I believe in statistics. Tell me about a great place to invest money and I’ll immediately ask to see numbers. Same goes for medical advice.
My wife read the other day that green M&M’s are regarded as an aphrodisiac. The only thing M&M’s does for me is spike my blood sugar.
If someone informs me about a miracle health cure, I’ll insist on viewing the documented results first. There are far too many people believing what they read on the internet.
I know how easy it is for a writer to put information on a hook in anticipation of catching a fish. When I say fish I refer to the sucker variety. Usually those setting bait have a book they want to sell. I’ve had friends and relatives tell me about get rich quick schemes found on their computers. They’ve also touted amazing health remedies available in a variety of expensive pills and liquids sold on the web. When I hear such the old saying,
“If it sounds too good to be true it probably is” comes to mind.
My wife and I were in IHOP the other day for breakfast. We were seated behind 2 young gals. One had a newborn baby. The young mom was telling her friend she wasn’t going to immunize her child. That grabbed my attention because I have friends and family that think along the same flawed lines.

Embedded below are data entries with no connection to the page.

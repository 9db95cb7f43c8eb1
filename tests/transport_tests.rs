// Transport state: clamping, readouts and single failure reporting.

use audioviz_web::core::transport::format_time;
use audioviz_web::core::{TransportCommand, TransportState, VizError};

fn loaded(duration: f64) -> TransportState {
    let mut t = TransportState::new();
    t.load("track.mp3");
    t.set_duration(duration);
    t
}

#[test]
fn nothing_to_control_without_a_source() {
    let mut t = TransportState::new();
    assert_eq!(t.toggle_play(), None);
    assert_eq!(t.seek(10.0), None);
    assert!(!t.is_playing());
    assert_eq!(t.time_readout(), "0:00 / 0:00");
}

#[test]
fn toggle_alternates_play_and_pause() {
    let mut t = loaded(30.0);
    assert_eq!(t.toggle_play(), Some(TransportCommand::Play));
    assert!(t.is_playing());
    assert_eq!(t.toggle_play(), Some(TransportCommand::Pause));
    assert!(!t.is_playing());
}

#[test]
fn seek_is_clamped_to_the_track() {
    let mut t = loaded(30.0);
    assert_eq!(t.seek(45.0), Some(TransportCommand::Seek(30.0)));
    assert_eq!(t.seek(-3.0), Some(TransportCommand::Seek(0.0)));
    assert_eq!(t.seek(f64::NAN), None);
    t.seek(12.0);
    assert_eq!(t.seek_by(1.0), Some(TransportCommand::Seek(17.0)));
    assert_eq!(t.seek_by(-5.0), Some(TransportCommand::Seek(0.0)));
}

#[test]
fn volume_is_clamped_and_nan_is_ignored() {
    let mut t = TransportState::new();
    assert_eq!(t.volume(), 1.0);
    assert_eq!(t.set_volume(1.5), TransportCommand::SetVolume(1.0));
    assert_eq!(t.set_volume(-0.5), TransportCommand::SetVolume(0.0));
    t.set_volume(0.5);
    assert_eq!(t.set_volume(f32::NAN), TransportCommand::SetVolume(0.5));
    t.nudge_volume(-2.0);
    assert!((t.volume() - 0.4).abs() < 1e-6);
    assert_eq!(t.volume_percent(), 40);
}

#[test]
fn streaming_duration_counts_as_zero() {
    let mut t = loaded(f64::INFINITY);
    assert_eq!(t.duration(), 0.0);
    t.update_position(12.0);
    assert_eq!(t.position(), 0.0);
}

#[test]
fn load_resets_position_and_bumps_generation() {
    let mut t = loaded(90.0);
    t.update_position(42.0);
    t.toggle_play();
    let before = t.generation();
    let generation = t.load("next.ogg");
    assert_eq!(generation, before + 1);
    assert_eq!(t.track(), Some("next.ogg"));
    assert_eq!(t.position(), 0.0);
    assert_eq!(t.duration(), 0.0);
    assert!(!t.is_playing());
}

#[test]
fn failure_is_reported_once_per_load() {
    let mut t = loaded(10.0);
    t.toggle_play();
    let err = VizError::UnsupportedFormat("song.xyz".into());
    assert!(t.fail(err.clone()));
    assert!(!t.fail(err.clone()));
    assert!(!t.is_playing());
    assert!(!t.has_source());
    assert_eq!(t.toggle_play(), None);
    assert_eq!(t.error(), Some(&err));

    t.load("other.mp3");
    assert_eq!(t.error(), None);
    assert!(t.fail(err));
}

#[test]
fn readout_formats_minutes_and_seconds() {
    assert_eq!(format_time(0.0), "0:00");
    assert_eq!(format_time(59.9), "0:59");
    assert_eq!(format_time(61.0), "1:01");
    assert_eq!(format_time(f64::NAN), "0:00");
    assert_eq!(format_time(-4.0), "0:00");

    let mut t = loaded(185.0);
    t.update_position(65.4);
    assert_eq!(t.time_readout(), "1:05 / 3:05");
}

#[test]
fn a_new_load_waits_paused_for_the_user() {
    let mut t = TransportState::new();
    t.load("first.mp3");
    t.set_duration(12.0);
    assert!(!t.is_playing());
    // the first command for a fresh source is Play
    assert_eq!(t.toggle_play(), Some(TransportCommand::Play));
}
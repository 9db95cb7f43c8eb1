//! Spectrum frames and the source that produces them.
//!
//! The platform analyser (WebAudio `AnalyserNode` in the browser, [`FftAnalyser`]
//! on the host) sits behind [`MagnitudeAnalyser`]. The source owns at most one
//! binding at a time and tears the previous one down before accepting a new one,
//! so a frame is never read from a stale signal graph.
//!
//! [`FftAnalyser`]: crate::core::analysis::FftAnalyser

use super::constants::MAX_MAGNITUDE;
use super::error::VizError;
use super::mappers::mean;

/// Identifies one analysis session (one bound AudioSource).
#[derive(Clone, Copy, Debug, PartialEq, Eq, Hash, PartialOrd, Ord)]
pub struct SessionId(pub u64);

/// One snapshot of byte magnitudes. Superseded by the next refresh, never mutated.
#[derive(Clone, Debug, PartialEq, Eq)]
pub struct SpectrumFrame {
    bins: Vec<u8>,
    session: Option<SessionId>,
}

impl SpectrumFrame {
    pub fn silent(len: usize) -> Self {
        Self {
            bins: vec![0; len],
            session: None,
        }
    }

    pub fn from_bins(bins: Vec<u8>) -> Self {
        Self {
            bins,
            session: None,
        }
    }

    pub fn bins(&self) -> &[u8] {
        &self.bins
    }

    pub fn len(&self) -> usize {
        self.bins.len()
    }

    pub fn is_empty(&self) -> bool {
        self.bins.is_empty()
    }

    /// Session this frame was captured from; `None` for silence or synthetic frames.
    pub fn session(&self) -> Option<SessionId> {
        self.session
    }

    pub fn is_silent(&self) -> bool {
        self.bins.iter().all(|&b| b == 0)
    }

    /// Magnitudes widened to `f32`, still in 0..=255.
    pub fn magnitudes(&self) -> Vec<f32> {
        self.bins.iter().map(|&b| b as f32).collect()
    }

    pub fn mean(&self) -> f32 {
        mean(&self.magnitudes())
    }

    pub fn level(&self) -> f32 {
        self.mean() / MAX_MAGNITUDE
    }
}

/// Streaming magnitude analyser bound to a decoded signal graph.
pub trait MagnitudeAnalyser {
    fn bin_count(&self) -> usize;

    /// Copy the currently buffered magnitudes into `out` (len == `bin_count`).
    /// Must return immediately with whatever is available.
    fn byte_frequency_data(&mut self, out: &mut [u8]);

    /// Detach from the signal graph. Called once, before the binding is dropped.
    fn disconnect(&mut self) {}
}

#[derive(Clone, Copy, Debug, PartialEq, Eq)]
pub enum BindingState {
    Unbound,
    Bound(SessionId),
    /// The platform refused the analysis graph for this session.
    Failed(SessionId),
}

struct Binding {
    session: SessionId,
    analyser: Box<dyn MagnitudeAnalyser>,
    scratch: Vec<u8>,
}

pub struct SpectrumSource {
    binding: Option<Binding>,
    state: BindingState,
    bin_count: usize,
    next_session: u64,
}

impl SpectrumSource {
    /// `bin_count` is the frame length reported while nothing is bound.
    pub fn new(bin_count: usize) -> Self {
        Self {
            binding: None,
            state: BindingState::Unbound,
            bin_count,
            next_session: 1,
        }
    }

    pub fn state(&self) -> BindingState {
        self.state
    }

    pub fn session(&self) -> Option<SessionId> {
        match self.state {
            BindingState::Bound(s) => Some(s),
            _ => None,
        }
    }

    pub fn bin_count(&self) -> usize {
        self.bin_count
    }

    /// Replace the current binding. The previous analyser is disconnected first.
    pub fn bind(&mut self, analyser: Box<dyn MagnitudeAnalyser>) -> Result<SessionId, VizError> {
        self.bind_with(|| Ok(analyser))
    }

    /// Tear down the current binding, then build and bind a new analyser.
    ///
    /// On failure the source enters [`BindingState::Failed`] for the new session;
    /// the sampler keeps showing the last frame it pulled.
    pub fn bind_with<F>(&mut self, connect: F) -> Result<SessionId, VizError>
    where
        F: FnOnce() -> Result<Box<dyn MagnitudeAnalyser>, VizError>,
    {
        self.unbind();
        let session = SessionId(self.next_session);
        self.next_session += 1;

        let analyser = connect().and_then(|a| {
            if a.bin_count() == 0 {
                Err(VizError::EmptyAnalyser)
            } else {
                Ok(a)
            }
        });
        match analyser {
            Ok(analyser) => {
                let bins = analyser.bin_count();
                self.bin_count = bins;
                self.binding = Some(Binding {
                    session,
                    analyser,
                    scratch: vec![0; bins],
                });
                self.state = BindingState::Bound(session);
                log::info!("[spectrum] bound session={} bins={}", session.0, bins);
                Ok(session)
            }
            Err(e) => {
                self.state = BindingState::Failed(session);
                log::error!("[spectrum] session={} binding failed: {}", session.0, e);
                Err(e)
            }
        }
    }

    pub fn unbind(&mut self) {
        if let Some(mut b) = self.binding.take() {
            b.analyser.disconnect();
            log::info!("[spectrum] released session={}", b.session.0);
        }
        self.state = BindingState::Unbound;
    }

    /// Mark the current source unusable (for example the media element failed
    /// to decode). Any live binding is torn down and the source stays
    /// [`BindingState::Failed`] until the next bind, so the sampler freezes.
    pub fn fail(&mut self) -> SessionId {
        let session = match self.state {
            BindingState::Failed(s) => s,
            _ => {
                self.unbind();
                let s = SessionId(self.next_session);
                self.next_session += 1;
                s
            }
        };
        self.state = BindingState::Failed(session);
        log::warn!("[spectrum] session={} failed; holding last frame", session.0);
        session
    }

    /// Read whatever the analyser has buffered right now.
    /// Without a live binding this is a silent frame of the expected length.
    pub fn refresh(&mut self) -> SpectrumFrame {
        match self.binding.as_mut() {
            Some(b) => {
                b.analyser.byte_frequency_data(&mut b.scratch);
                SpectrumFrame {
                    bins: b.scratch.clone(),
                    session: Some(b.session),
                }
            }
            None => SpectrumFrame::silent(self.bin_count),
        }
    }
}

impl Drop for SpectrumSource {
    fn drop(&mut self) {
        self.unbind();
    }
}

This wiser than thou young woman mentioned the human body having an ability to heal itself of every disease and injury. I’d wager the gal scraped that malarkey off the internet. The body does have ability to self-heal but not everything.
The obviously clueless woman went on to discuss preservatives and toxins in foods. We couldn’t hear the whole conservation yet I took in enough to form a logical conclusion. The gal was nuts.
This mother basically informed her friend that people were healthier before the days of immunization. That was toxic and misleading information. I’m sure she’s one of those mislead souls proclaiming immunizations result in autism; a myth if there ever was one.
If this mom had merely checked life expectancy over the past 150 years she’d see gross error in her thinking. In the year 1860 folks were eating grass fed beef with no added hormones. Fruits and vegetables had no pesticides. Babies were not immunized back then. The average life expectancy in 1860 according to government and insurance statistics was 42.
Since food was nutritionally better in the good ole days how come folks died so young? Jump to 2012 and the average life expectancy for men and women (combined) surges to 78. Could it be children getting shots to protect against deadly diseases is beneficial to longer life? The answer is undoubtedly yes.
This young lady with unproven philosophy was putting her child at risk by not immunizing. She’s not the only clueless person doing so. There are thousands.
Logical advice for any young mother is to heed the advice of their pediatrician instead of an internet expert. In the long run the child will benefit from such. It makes me wonder if this gal even had a doctor for her baby?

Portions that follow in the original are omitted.